[Collected data entries]

------------------------------------------------

//! The bidirectional value-propagation algorithm.
//!
//! A write commits in two walks, then dispatches events:
//!
//! 1. **Upward**: from the writer, each ancestor's value is rebuilt through
//!    `accessor.set` using the child's key, stopping at the root or at the
//!    first transient ancestor (which absorbs the edit without passing it
//!    on). The highest node reached is the *propagation root*.
//! 2. **Downward**: from the propagation root, every previously derived,
//!    non-transient child is re-derived through `accessor.get`. A branch
//!    whose re-derived value is unchanged is skipped, except along the path
//!    to the original writer, which is always visited so the writer itself
//!    is notified even when its computed value did not change.
//! 3. **Dispatch**: one change event per visited node, generated in
//!    downward-walk order, each fully bubbled to its ancestors before the
//!    next is published. Dispatch starts only after the value graph is
//!    consistent, so listeners observe the committed state and may re-enter
//!    with their own writes.

use std::rc::Rc;

use tracing::{debug, trace, warn};

use crate::{
    Error, Result,
    event::{self, FieldEvent},
    value::Value,
};

use super::{Field, TreeShared};

/// Commits a persistent (`transient == false`) or transient write at
/// `field`, then dispatches the resulting events.
///
/// Returns the first listener error, after all listeners have run; the value
/// graph is committed either way.
pub(crate) fn write(field: &Field, new_value: Value, transient: bool) -> Result<()> {
    let shared = field.shared();
    let origin = field.node_id();

    let events = {
        let mut nodes = shared.nodes.borrow_mut();

        // Rewriting the same value in the same mode is a pure no-op.
        {
            let node = &mut nodes[origin];
            if node.value == new_value && node.transient == transient {
                return Ok(());
            }
            node.transient = transient;
        }

        let accessor = Rc::clone(&shared.accessor);

        // Upward walk. Transient writes never leave the writer.
        let mut top = origin;
        let mut top_value = new_value;
        if !transient {
            while let Some(parent_id) = nodes[top].parent {
                if nodes[top].transient {
                    // A transient ancestor absorbs the edit locally.
                    break;
                }
                let Some(key) = nodes[top].key.clone() else {
                    break;
                };
                top_value = accessor.set(&nodes[parent_id].value, &key, top_value);
                top = parent_id;
            }
        }
        debug!(
            origin,
            propagation_root = top,
            transient,
            "committing write"
        );

        // The path from the propagation root to the writer is exempt from
        // unchanged-branch pruning.
        let mut writer_path = vec![origin];
        let mut cursor = origin;
        while cursor != top {
            match nodes[cursor].parent {
                Some(parent_id) => {
                    writer_path.push(parent_id);
                    cursor = parent_id;
                }
                None => break,
            }
        }

        // Downward walk: depth-first from the propagation root, recording
        // (node, previous value) for every visited node.
        let mut events: Vec<(usize, Value)> = Vec::new();
        let mut stack = vec![(top, top_value)];
        while let Some((id, value)) = stack.pop() {
            let previous = std::mem::replace(&mut nodes[id].value, value);
            events.push((id, previous));

            // Reverse so the stack pops children in registration order.
            let children = nodes[id].children.clone();
            for (key, child_id) in children.into_iter().rev() {
                if nodes[child_id].transient {
                    trace!(child = child_id, "skipping transient subtree");
                    continue;
                }
                let derived = accessor
                    .get(&nodes[id].value, &key)
                    .unwrap_or(Value::Null);
                if derived == nodes[child_id].value && !writer_path.contains(&child_id) {
                    trace!(child = child_id, "pruning unchanged subtree");
                    continue;
                }
                stack.push((child_id, derived));
            }
        }
        events
    };

    dispatch(field, origin, events)
}

/// Publishes the collected change events, each bubbling to the root before
/// the next one starts. All listeners run even when some fail; the first
/// failure is returned, the rest are logged.
fn dispatch(field: &Field, origin: usize, events: Vec<(usize, Value)>) -> Result<()> {
    let shared = field.shared();
    let mut first_error: Option<Error> = None;

    for (node_id, previous) in events {
        let target = Field::from_parts(Rc::clone(shared), node_id);
        let related_target = (node_id != origin)
            .then(|| Field::from_parts(Rc::clone(shared), origin));
        let event = FieldEvent::new(event::CHANGE, target, related_target, previous);
        bubble(shared, node_id, &event, &mut first_error);
    }

    match first_error {
        None => Ok(()),
        Some(error) => Err(error),
    }
}

/// Invokes the listeners for `event` at `target_id` and every ancestor up to
/// the root.
///
/// Listener lists are snapshotted before each hop and no arena borrow is
/// held while a listener runs, so listeners may freely re-enter the tree
/// (including starting new writes, which run to completion before this
/// dispatch continues).
pub(crate) fn bubble(
    shared: &Rc<TreeShared>,
    target_id: usize,
    event: &FieldEvent,
    first_error: &mut Option<Error>,
) {
    let mut current = Some(target_id);
    while let Some(id) = current {
        let (listeners, parent) = {
            let nodes = shared.nodes.borrow();
            let node = &nodes[id];
            let listeners: Vec<_> = node
                .subscribers
                .iter()
                .filter(|entry| entry.kind == event.kind() || entry.kind == event::ANY)
                .map(|entry| Rc::clone(&entry.listener))
                .collect();
            (listeners, node.parent)
        };

        for listener in listeners {
            if let Err(error) = listener(event) {
                if first_error.is_none() {
                    *first_error = Some(error);
                } else {
                    warn!(kind = event.kind(), error = %error, "additional listener error (only the first is surfaced)");
                }
            }
        }

        current = parent;
    }
}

------------------------------------------------

■ Exercise aim
The first line of the records and every line down to the line with "is rebuilt through" must be quoted exactly; leave out all else.

■ Exercise response
//! The bidirectional value-propagation algorithm.
//!
//! A write commits in two walks, then dispatches events:
//!
//! 1. **Upward**: from the writer, each ancestor's value is rebuilt through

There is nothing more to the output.